TOKYO, Jan. 24 (UPI) -- Japan got no relief from chronic deflation in 2012 as consumer prices fell a further 0.1 percent during the year from 2011, the government said Friday.
It was the fourth straight year of price decline, increasing the urgency of the new government Prime Minister Shinzo Abe to get the country out of the trend of falling durable goods prices.
Deflation or falling prices hurts the all-round economy as consumers refrain from purchases in anticipation of additional price cuts, which in turn hits demand and forces businesses to cut expenses and employment, creating a spiraling effect.
Releasing the data, Japan's Ministry of Internal Affairs and Communications said the core consumer price index for 2012, which does not include fresh food, was 99.7 against the 2010 base of 100, Kyodo News reported.

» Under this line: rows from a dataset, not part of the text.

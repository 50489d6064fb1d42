use clap::Subcommand;

#[derive(Clone, Debug, Subcommand)]
pub enum TaskCommands {
    /// Active tasks.
    List {
        #[arg(long)]
        status: Option<String>,
        #[arg(long)]
        task_type: Option<String>,
    },
    /// Finished tasks.
    History {
        #[arg(long)]
        task_type: Option<String>,
    },
    /// One task with its payloads.
    Get { id: String },
    /// Poll a task until it succeeds or fails.
    Wait { id: String },
}
use clap::{Args, Subcommand};

/// Authentication commands.
#[derive(Clone, Debug, Subcommand)]
pub enum AuthCommands {
    /// Log in with phone and password.
    Login(AuthLoginArgs),
    /// Create an account.
    Register(AuthRegisterArgs),
    /// Clear stored credentials.
    Logout,
    /// Show current auth status.
    Status(AuthStatusArgs),
    /// Change the password of the logged-in account.
    ChangePassword(AuthChangePasswordArgs),
    /// Request a password reset token for a phone number.
    Forgot(AuthForgotArgs),
    /// Set a new password with a reset token.
    Reset(AuthResetArgs),
}

#[derive(Clone, Debug, Args)]
pub struct AuthLoginArgs {
    #[arg(long)]
    pub phone: String,
    #[arg(long)]
    pub password: String,
}

#[derive(Clone, Debug, Args)]
pub struct AuthRegisterArgs {
    #[arg(long)]
    pub phone: String,
    #[arg(long)]
    pub password: String,
    /// Display name.
    #[arg(long)]
    pub full_name: Option<String>,
}

#[derive(Clone, Debug, Args)]
pub struct AuthStatusArgs {
    /// Confirm the token with `GET /auth/me`.
    #[arg(long)]
    pub remote: bool,
}

#[derive(Clone, Debug, Args)]
pub struct AuthChangePasswordArgs {
    #[arg(long)]
    pub current: String,
    /// At least 8 characters with a letter and a digit.
    #[arg(long)]
    pub new: String,
}

#[derive(Clone, Debug, Args)]
pub struct AuthForgotArgs {
    #[arg(long)]
    pub phone: String,
}

#[derive(Clone, Debug, Args)]
pub struct AuthResetArgs {
    #[arg(long)]
    pub phone: String,
    /// Token from `savetime auth forgot`.
    #[arg(long)]
    pub token: String,
    #[arg(long)]
    pub new: String,
}
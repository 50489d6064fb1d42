use st_core::SearchEntity;
use thiserror::Error;

#[derive(Debug, Error)]
pub enum SearchError {
    #[error("'{key}' is not a {entity} filter (accepted: {accepted})")]
    UnknownFilter {
        entity: SearchEntity,
        key: String,
        accepted: String,
    },

    #[error("invalid value for filter '{key}': {reason}")]
    InvalidFilter { key: String, reason: String },

    #[error("{entity} search needs a query or at least one filter")]
    EmptyQuery { entity: SearchEntity },

    #[error("session expired, run `savetime auth login` ({0})")]
    Unauthorized(String),

    #[error("search request failed: {0}")]
    Request(String),
}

The December 2012 CPI was down 0.2 percent from the same month of 20l1, marking the second straight monthly decline. The December CPI index stood at 99.4.
Under pressure from the Abe government, the Bank of Japan, the country's central bank, earlier this week doubled its inflation target to 2 percent and announced further monetary easing to tackle deflation.
However, any inflationary step could hurt the Japanese public through higher prices without wage increases.
Earlier this week, Japan's finance ministry announced the country ended 2012 with a record trade deficit of about $78 billion, the second year in a row of deficits after enjoying surpluses for decades. Japan's export-driven economy is the third largest in the world after that of the United States and China.